Jenderal Vetter menuntut pesan itu dijawab pada 6 Juli saat matahari terbenam. Raja Agung Ngurah Karangasem lantas mengirim utusannya untuk meminta penundaan selama tiga hari. Tapi karena Jenderal Vetter bersikukuh pada deadline ultimatum pertamanya, ia memerintahkan pasukannya mendarat di Ampenan pada 7 Juli.

“Dalam perjalanan dari Ampenan menuju Puri Cakranegara, pasukan Jenderal Vetter bertemu pasukan Gusti Jelantik. Gusti Jelantik lalu terlibat pembicaraan yang hangat dengan para perwira Belanda dan berjanji akan menemui mereka lagi selepas Gusti Jelantik menemui raja dan (putra mahkota) Gusti Made,” sambung Hanna.

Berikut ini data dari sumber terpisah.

//! csv-table: In-memory CSV table with one-shot load/save
//!
//! This library provides a single container type, [`Table`], that:
//! - Loads a CSV file into a header plus string-valued data rows
//! - Saves the table back out, one line per row
//! - Enforces that every row has exactly as many fields as the header
//!
//! The dialect is deliberately minimal: a single configurable separator
//! character, `\n` line endings, and no quoting or escaping. A field that
//! itself contains the separator or a newline will corrupt the file on
//! save; that is an accepted limitation of the format, not something the
//! writer papers over.

pub mod error;
pub mod parser;
pub mod table;

mod writer;

pub use error::{Error, Result};
pub use parser::parse_str;
pub use table::Table;
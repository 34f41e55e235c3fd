use std::path::{Path, PathBuf};
use std::process::ExitCode;

use epfem_io::save_history;
use epfem_solver::{
    IncrementalResults, IncrementalSolver, MemorySink, PLASTIC_STRAIN_FIELD, Problem,
    ResultSink, SolverConfig, VtkSink, element_von_mises, field_statistics,
};

fn usage() {
    eprintln!("usage:");
    eprintln!("  epfem-solver solve <input.inp> [--config <config.json>] [--output <dir>] [--verbose]");
    eprintln!("  epfem-solver check <input.inp>");
}

#[derive(Debug, Default, PartialEq)]
struct SolveArgs {
    input: PathBuf,
    config: Option<PathBuf>,
    output: Option<PathBuf>,
    verbose: bool,
}

fn parse_solve_args(args: &[String]) -> Option<SolveArgs> {
    let mut parsed = SolveArgs::default();
    let mut input = None;
    let mut iter = args.iter();
    while let Some(arg) = iter.next() {
        match arg.as_str() {
            "--config" => parsed.config = Some(PathBuf::from(iter.next()?)),
            "--output" => parsed.output = Some(PathBuf::from(iter.next()?)),
            "--verbose" | "-v" => parsed.verbose = true,
            flag if flag.starts_with('-') => return None,
            path if input.is_none() => input = Some(PathBuf::from(path)),
            _ => return None,
        }
    }
    parsed.input = input?;
    Some(parsed)
}

fn load_problem(path: &Path) -> Result<Problem, String> {
    Problem::from_file(path).map_err(|err| format!("{}: {}", path.display(), err))
}

fn check_file(path: &Path) -> Result<(), String> {
    let problem = load_problem(path)?;
    println!("{}", problem.statistics());
    problem
        .validate()
        .map_err(|err| format!("{}: {}", path.display(), err))?;
    println!("model_ok: {}", path.display());
    Ok(())
}

fn print_results(results: &IncrementalResults) {
    println!("\nAnalysis Results:");
    println!("  Increments: {}", results.num_increments());
    println!("  Newton iterations: {}", results.total_iterations());
    println!("  Max plastic strain: {:.6e}", results.max_plastic_strain());
    println!("  Max |u|: {:.6e}", results.displacement.amax());

    let von_mises = element_von_mises(&results.element_stress, &results.element_stress_zz);
    if let Some(stats) = field_statistics(von_mises.values()) {
        println!(
            "  Von Mises stress: min {:.6e}, max {:.6e}, mean {:.6e}",
            stats.min, stats.max, stats.mean
        );
    }
}

fn solve_file(args: &SolveArgs) -> Result<(), String> {
    let problem = load_problem(&args.input)?;

    let mut config = match &args.config {
        Some(path) => SolverConfig::from_file(path)
            .map_err(|err| format!("{}: {}", path.display(), err))?,
        None => SolverConfig::default(),
    };
    config.verbose |= args.verbose;

    println!("Initializing solver for: {}", args.input.display());
    let solver = IncrementalSolver::new(&problem, config).map_err(|err| err.to_string())?;
    println!(
        "Plane condition: {:?}, {} load increments",
        solver.plane(),
        solver.load_program().len()
    );

    let mut vtk_sink;
    let mut memory_sink = MemorySink::new();
    let sink: &mut dyn ResultSink = match &args.output {
        Some(dir) => {
            let stem = args
                .input
                .file_stem()
                .and_then(|s| s.to_str())
                .unwrap_or("result");
            vtk_sink = VtkSink::new(&problem.mesh, dir, stem).map_err(|err| err.to_string())?;
            &mut vtk_sink
        }
        None => &mut memory_sink,
    };

    let results = solver.solve(sink).map_err(|err| err.to_string())?;
    print_results(&results);

    if let Some(last) = memory_sink.last()
        && let Some(field) = last.field(PLASTIC_STRAIN_FIELD)
    {
        let plastic = field.values.values().filter(|v| **v > 0.0).count();
        println!("  Plastic elements: {} of {}", plastic, field.values.len());
    }

    if let Some(dir) = &args.output {
        let record = results
            .history
            .to_record(results.num_increments())
            .map_err(|err| err.to_string())?;
        let path = dir.join("history.json");
        save_history(&path, &record).map_err(|err| err.to_string())?;
        println!("  Wrote {} VTK frames and {}", results.num_increments(), path.display());
    }
    Ok(())
}

fn main() -> ExitCode {
    let args: Vec<String> = std::env::args().collect();
    match args.get(1).map(String::as_str) {
        Some("check") if args.len() == 3 => match check_file(Path::new(&args[2])) {
            Ok(()) => ExitCode::SUCCESS,
            Err(err) => {
                eprintln!("check_error: {err}");
                ExitCode::from(1)
            }
        },
        Some("solve") => {
            let Some(solve_args) = parse_solve_args(&args[2..]) else {
                usage();
                return ExitCode::from(2);
            };
            match solve_file(&solve_args) {
                Ok(()) => ExitCode::SUCCESS,
                Err(err) => {
                    eprintln!("solve_error: {err}");
                    ExitCode::from(1)
                }
            }
        }
        _ => {
            usage();
            ExitCode::from(2)
        }
    }
}
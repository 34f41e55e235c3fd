//! Plane continuum elements.
//!
//! Elements supply the kinematic operator only: the strain-displacement matrix
//! B (3 × 2n, engineering shear strain) and the Jacobian determinant at an
//! integration point. Constitutive work happens in the assembler.

use nalgebra::DMatrix;

use crate::error::{Result, SolverError};
use crate::mesh::{DOFS_PER_NODE, Element, ElementType, Mesh};

pub mod quad4;
pub mod quadrature;
pub mod tri3;

pub use quad4::Quad4;
pub use quadrature::IntegrationPoint;
pub use tri3::Tri3;

/// Kinematic interface of an isoparametric plane element
pub trait PlaneElement {
    fn num_nodes(&self) -> usize;

    /// Integration rule in natural coordinates
    fn quadrature(&self) -> &[IntegrationPoint];

    /// `[dN_i/dξ, dN_i/dη]` for every node at a natural point
    fn natural_derivatives(&self, xi: f64, eta: f64) -> Vec<[f64; 2]>;

    /// Strain-displacement matrix and Jacobian determinant at an integration point.
    ///
    /// Strain components are `[εxx, εyy, γxy]`; columns follow the element dof
    /// order `[u1x, u1y, u2x, u2y, ...]`.
    ///
    /// # Errors
    /// Wrong number of coordinates, or a non-positive Jacobian determinant
    /// (inverted or degenerate element).
    fn strain_displacement(
        &self,
        coords: &[[f64; 2]],
        ip: &IntegrationPoint,
    ) -> std::result::Result<(DMatrix<f64>, f64), String> {
        let n = self.num_nodes();
        if coords.len() != n {
            return Err(format!("expected {} node coordinates, got {}", n, coords.len()));
        }

        let dn = self.natural_derivatives(ip.xi, ip.eta);

        // J = [dx/dξ dy/dξ; dx/dη dy/dη]
        let mut j = [[0.0; 2]; 2];
        for (d, x) in dn.iter().zip(coords) {
            j[0][0] += d[0] * x[0];
            j[0][1] += d[0] * x[1];
            j[1][0] += d[1] * x[0];
            j[1][1] += d[1] * x[1];
        }
        let det = j[0][0] * j[1][1] - j[0][1] * j[1][0];
        if !det.is_finite() || det <= 0.0 {
            return Err(format!(
                "non-positive Jacobian determinant {:.3e} at (ξ, η) = ({:.4}, {:.4}); check node ordering",
                det, ip.xi, ip.eta
            ));
        }

        let inv = [
            [j[1][1] / det, -j[0][1] / det],
            [-j[1][0] / det, j[0][0] / det],
        ];

        let mut b = DMatrix::zeros(3, n * DOFS_PER_NODE);
        for (i, d) in dn.iter().enumerate() {
            let dn_dx = inv[0][0] * d[0] + inv[0][1] * d[1];
            let dn_dy = inv[1][0] * d[0] + inv[1][1] * d[1];
            let col = i * DOFS_PER_NODE;

            b[(0, col)] = dn_dx;
            b[(1, col + 1)] = dn_dy;
            b[(2, col)] = dn_dy;
            b[(2, col + 1)] = dn_dx;
        }

        Ok((b, det))
    }

    /// Global dof of the element in local order.
    fn global_dof_indices(&self, mesh: &Mesh, element: &Element) -> Result<Vec<usize>> {
        let dofs = mesh.element_dofs(element)?;
        if dofs.len() != self.num_nodes() * DOFS_PER_NODE {
            return Err(SolverError::Element {
                element: element.id,
                message: format!("connectivity gives {} dof", dofs.len()),
            });
        }
        Ok(dofs)
    }
}

/// Element kernel chosen from the mesh element type
#[derive(Debug, Clone)]
pub enum ElementKernel {
    Quad4(Quad4),
    Tri3(Tri3),
}

impl ElementKernel {
    /// `quadrature_order` is the number of Gauss points per direction for quadrilaterals.
    pub fn for_type(element_type: ElementType, quadrature_order: usize) -> Result<Self> {
        match element_type {
            ElementType::CPS4 | ElementType::CPE4 => Quad4::new(quadrature_order)
                .map(ElementKernel::Quad4)
                .map_err(SolverError::Configuration),
            ElementType::CPS3 | ElementType::CPE3 => Ok(ElementKernel::Tri3(Tri3::new())),
        }
    }

    fn inner(&self) -> &dyn PlaneElement {
        match self {
            ElementKernel::Quad4(e) => e,
            ElementKernel::Tri3(e) => e,
        }
    }
}

impl PlaneElement for ElementKernel {
    fn num_nodes(&self) -> usize {
        self.inner().num_nodes()
    }

    fn quadrature(&self) -> &[IntegrationPoint] {
        self.inner().quadrature()
    }

    fn natural_derivatives(&self, xi: f64, eta: f64) -> Vec<[f64; 2]> {
        self.inner().natural_derivatives(xi, eta)
    }
}
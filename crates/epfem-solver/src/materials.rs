//! Material properties for elastoplastic analysis.
//!
//! A material is a von Mises solid with linear isotropic hardening. Elements
//! reach their material through a section assignment (the surface tag), which
//! may also carry an out-of-plane thickness.

use std::collections::HashMap;

use epfem_inp::{Card, Deck, ParseError, parse_field};

use crate::error::{Result, SolverError};
use crate::sets::Sets;

/// A material definition as read from input; any property may still be missing.
#[derive(Debug, Clone, PartialEq, Default)]
pub struct Material {
    pub name: String,
    /// Young's modulus (E)
    pub elastic_modulus: Option<f64>,
    /// Poisson's ratio (ν)
    pub poissons_ratio: Option<f64>,
    /// Linear isotropic hardening modulus (H)
    pub hardening_modulus: Option<f64>,
    /// Initial yield stress (σ_y0)
    pub yield_stress: Option<f64>,
}

impl Material {
    pub fn new(name: impl Into<String>) -> Self {
        Self {
            name: name.into().to_ascii_uppercase(),
            ..Default::default()
        }
    }

    /// Fully specified elastoplastic material.
    pub fn elastoplastic(name: impl Into<String>, e: f64, nu: f64, h: f64, sigma_y0: f64) -> Self {
        Self {
            elastic_modulus: Some(e),
            poissons_ratio: Some(nu),
            hardening_modulus: Some(h),
            yield_stress: Some(sigma_y0),
            ..Self::new(name)
        }
    }

    /// Check if all four constants are present
    pub fn is_complete(&self) -> bool {
        self.elastic_modulus.is_some()
            && self.poissons_ratio.is_some()
            && self.hardening_modulus.is_some()
            && self.yield_stress.is_some()
    }

    /// Resolve the constants for use by `element`, failing on the first missing one.
    pub fn constants(&self, element: i32) -> Result<MaterialConstants> {
        let require = |value: Option<f64>, property: &'static str| {
            value.ok_or_else(|| SolverError::MissingMaterialProperty {
                material: self.name.clone(),
                element,
                property,
            })
        };

        let constants = MaterialConstants {
            e: require(self.elastic_modulus, "E")?,
            nu: require(self.poissons_ratio, "nu")?,
            h: require(self.hardening_modulus, "H")?,
            sigma_y0: require(self.yield_stress, "sigma_y0")?,
        };
        constants.validate(&self.name)?;
        Ok(constants)
    }
}

/// Validated material constants, constant for the whole run.
#[derive(Debug, Clone, Copy, PartialEq)]
pub struct MaterialConstants {
    pub e: f64,
    pub nu: f64,
    pub h: f64,
    pub sigma_y0: f64,
}

impl MaterialConstants {
    pub fn new(e: f64, nu: f64, h: f64, sigma_y0: f64) -> Self {
        Self { e, nu, h, sigma_y0 }
    }

    /// G = E / (2(1 + ν))
    pub fn shear_modulus(&self) -> f64 {
        self.e / (2.0 * (1.0 + self.nu))
    }

    /// K = E / (3(1 - 2ν))
    pub fn bulk_modulus(&self) -> f64 {
        self.e / (3.0 * (1.0 - 2.0 * self.nu))
    }

    pub fn validate(&self, name: &str) -> Result<()> {
        let invalid = |what: String| {
            Err(SolverError::Configuration(format!(
                "material '{name}': {what}"
            )))
        };
        if !self.e.is_finite() || self.e <= 0.0 {
            return invalid(format!("Young's modulus must be positive, got {}", self.e));
        }
        if !(self.nu > -1.0 && self.nu < 0.5) {
            return invalid(format!(
                "Poisson's ratio must lie in (-1, 0.5), got {}",
                self.nu
            ));
        }
        if !self.sigma_y0.is_finite() || self.sigma_y0 <= 0.0 {
            return invalid(format!(
                "yield stress must be positive, got {}",
                self.sigma_y0
            ));
        }
        if !self.h.is_finite() || 3.0 * self.shear_modulus() + self.h <= 0.0 {
            return invalid(format!(
                "hardening modulus {} gives 3G + H <= 0",
                self.h
            ));
        }
        Ok(())
    }
}

/// Material library containing all materials and their assignments
#[derive(Debug, Clone, Default)]
pub struct MaterialLibrary {
    materials: HashMap<String, Material>,
    /// element_id -> material name
    element_materials: HashMap<i32, String>,
    /// element_id -> section thickness, where a section gives one
    element_thickness: HashMap<i32, f64>,
}

impl MaterialLibrary {
    pub fn new() -> Self {
        Self::default()
    }

    pub fn add_material(&mut self, material: Material) {
        self.materials.insert(material.name.clone(), material);
    }

    pub fn get_material(&self, name: &str) -> Option<&Material> {
        self.materials.get(&name.to_ascii_uppercase())
    }

    pub fn material_names(&self) -> Vec<String> {
        let mut names: Vec<String> = self.materials.keys().cloned().collect();
        names.sort();
        names
    }

    pub fn assign_material(&mut self, element_id: i32, material_name: &str) {
        self.element_materials
            .insert(element_id, material_name.to_ascii_uppercase());
    }

    pub fn assign_thickness(&mut self, element_id: i32, thickness: f64) {
        self.element_thickness.insert(element_id, thickness);
    }

    pub fn get_element_material(&self, element_id: i32) -> Option<&Material> {
        self.element_materials
            .get(&element_id)
            .and_then(|name| self.materials.get(name))
    }

    pub fn element_thickness(&self, element_id: i32) -> Option<f64> {
        self.element_thickness.get(&element_id).copied()
    }

    /// Validated constants for an element.
    pub fn element_constants(&self, element_id: i32) -> Result<MaterialConstants> {
        let name = self.element_materials.get(&element_id).ok_or_else(|| {
            SolverError::Configuration(format!(
                "element {element_id} has no material assignment"
            ))
        })?;
        let material = self.materials.get(name).ok_or_else(|| {
            SolverError::Configuration(format!(
                "element {element_id} is assigned undefined material '{name}'"
            ))
        })?;
        material.constants(element_id)
    }

    /// Build material library from a deck.
    ///
    /// `*PLASTIC` rows are `(yield stress, plastic strain)`. The first row gives
    /// σ_y0 and the slope to the second row gives H; further rows are ignored
    /// since hardening is linear.
    pub fn build_from_deck(deck: &Deck, sets: &Sets) -> Result<Self> {
        let mut library = Self::new();
        let mut current_material: Option<String> = None;

        for card in &deck.cards {
            match card.keyword.as_str() {
                "MATERIAL" => {
                    let material = Material::new(card.required_parameter("NAME")?);
                    current_material = Some(material.name.clone());
                    library.add_material(material);
                }
                "ELASTIC" => {
                    if let Some(material) = library.current(&current_material) {
                        Self::parse_elastic(card, material)?;
                    }
                }
                "PLASTIC" => {
                    if let Some(material) = library.current(&current_material) {
                        Self::parse_plastic(card, material)?;
                    }
                }
                "SOLID SECTION" => {
                    current_material = None;
                    library.parse_section(card, sets)?;
                }
                // Any other keyword closes the material block
                _ => current_material = None,
            }
        }

        Ok(library)
    }

    fn current(&mut self, name: &Option<String>) -> Option<&mut Material> {
        name.as_ref().and_then(|n| self.materials.get_mut(n))
    }

    fn first_row<'a>(card: &'a Card) -> std::result::Result<Vec<&'a str>, ParseError> {
        card.data_fields().into_iter().next().ok_or_else(|| {
            ParseError::new(card.line_start, format!("*{} card has no data lines", card.keyword))
        })
    }

    fn parse_elastic(card: &Card, material: &mut Material) -> Result<()> {
        let fields = Self::first_row(card)?;
        if fields.len() < 2 {
            return Err(ParseError::new(
                card.line_start,
                "*ELASTIC data line needs E and nu",
            )
            .into());
        }
        material.elastic_modulus = Some(parse_field(card, fields[0], "elastic modulus")?);
        material.poissons_ratio = Some(parse_field(card, fields[1], "Poisson's ratio")?);
        Ok(())
    }

    fn parse_plastic(card: &Card, material: &mut Material) -> Result<()> {
        let mut rows = Vec::new();
        for fields in card.data_fields().into_iter().take(2) {
            let stress: f64 =
                parse_field(card, fields.first().copied().unwrap_or_default(), "yield stress")?;
            let strain: f64 = match fields.get(1) {
                Some(f) if !f.is_empty() => parse_field(card, f, "plastic strain")?,
                _ => 0.0,
            };
            rows.push((stress, strain));
        }

        let Some(&(sigma_y0, strain0)) = rows.first() else {
            return Err(ParseError::new(card.line_start, "*PLASTIC card has no data lines").into());
        };
        let hardening = match rows.get(1) {
            Some(&(stress1, strain1)) => {
                if strain1 <= strain0 {
                    return Err(ParseError::new(
                        card.line_start,
                        "*PLASTIC plastic strains must increase",
                    )
                    .into());
                }
                (stress1 - sigma_y0) / (strain1 - strain0)
            }
            None => 0.0,
        };

        material.yield_stress = Some(sigma_y0);
        material.hardening_modulus = Some(hardening);
        Ok(())
    }

    /// `*SOLID SECTION, ELSET=..., MATERIAL=...` with an optional thickness line.
    fn parse_section(&mut self, card: &Card, sets: &Sets) -> Result<()> {
        let elset = card.required_parameter("ELSET")?;
        let material = card.required_parameter("MATERIAL")?;
        let elements = sets.get_elements(elset).ok_or_else(|| {
            ParseError::new(
                card.line_start,
                format!("*SOLID SECTION references undefined element set '{elset}'"),
            )
        })?;

        let thickness: Option<f64> = match card.data_fields().first().and_then(|f| f.first()) {
            Some(field) if !field.is_empty() => Some(parse_field(card, field, "thickness")?),
            _ => None,
        };
        if let Some(t) = thickness
            && !(t > 0.0)
        {
            return Err(ParseError::new(
                card.line_start,
                format!("*SOLID SECTION thickness must be positive, got {t}"),
            )
            .into());
        }

        for &element in elements {
            self.assign_material(element, material);
            if let Some(t) = thickness {
                self.assign_thickness(element, t);
            }
        }
        Ok(())
    }

    pub fn statistics(&self) -> MaterialStatistics {
        MaterialStatistics {
            num_materials: self.materials.len(),
            num_complete: self.materials.values().filter(|m| m.is_complete()).count(),
            num_element_assignments: self.element_materials.len(),
        }
    }
}

/// Material library statistics
#[derive(Debug, Clone)]
pub struct MaterialStatistics {
    pub num_materials: usize,
    /// Materials with all four constants
    pub num_complete: usize,
    pub num_element_assignments: usize,
}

Anak Agung Ketut (kiri) dan Gusti Jelantik (Wikipedia)

Pasukan Belanda lagi-lagi memberi ultimatum kepada Gusti Jelantik dan raja dengan tenggat waktu 11 Juli. Menjelang jatuh tempo ultimatum, akhirnya datang utusan dari Puri Cakranegara.

Raja akhirnya menerima tuntutan Belanda dan memerintahkan putranya, Anak Agung Gusti Made, yang menentang Belanda serta mengotaki penindasan rakyat Sasak, untuk melakukan bunuh diri. Sesuai tuntutan awal, Anak Agung Ketut pun dijadikan penguasa baru Lombok pada 12 Juli 1894.

Baca juga: Fotografer Bersaudara dalam Perang Lombok dan Aceh

Di luar dugaan, Anak Agung Ketut kemudian justru berbalik 180 derajat memandang benci Belanda. Gegaranya ia membaca seluruh isi tuntutan Belanda dengan dibantu penerjemah. Sebelumnya, lantaran hanya bisa berbahasa Bali Anak Agung Ketut nyaris tak tahu apa-apa tentang tuntutan Belanda yang dituliskan dalam bahasa Melayu-Jawa.

Anak Agung Ketut yang marah pun melancarkan serangan mendadak terhadap kamp-kamp pasukan Belanda di sekitar Puri Cakranegara pada senja, 25 Agustus 1894. Jenderal Vetter masih bisa kabur menyelamatkan diri, sementara deputinya, Jenderal Van Ham tewas.

“Hampir 100 prajurit Belanda tewas dan 250 lainnya terluka. Sisanya ditawan, ditelanjangi, disiksa, dan dibunuh dengan brutal. Serangan itu menandai salah satu kekalahan paling memalukan Belanda di abad ke-19. Oleh media massa Belanda, peristiwa itu dicap sebagai ‘Pengkhianatan Lombok’,” lanjut Stahn.

Lukisan serangan Belanda ke Puri Cakranegara karya Jan Hoynck van Papendrecht (Tropenmuseum)

Gubernur Jenderal Van der Wijck yang mendengar kabar itu langsung naik pitam. Pasukan ekspedisi kedua segera ia kirim. Bala bantuan yang lebih besar untuk menyokong Jenderal Vetter itu tiba pada 1 September 1894.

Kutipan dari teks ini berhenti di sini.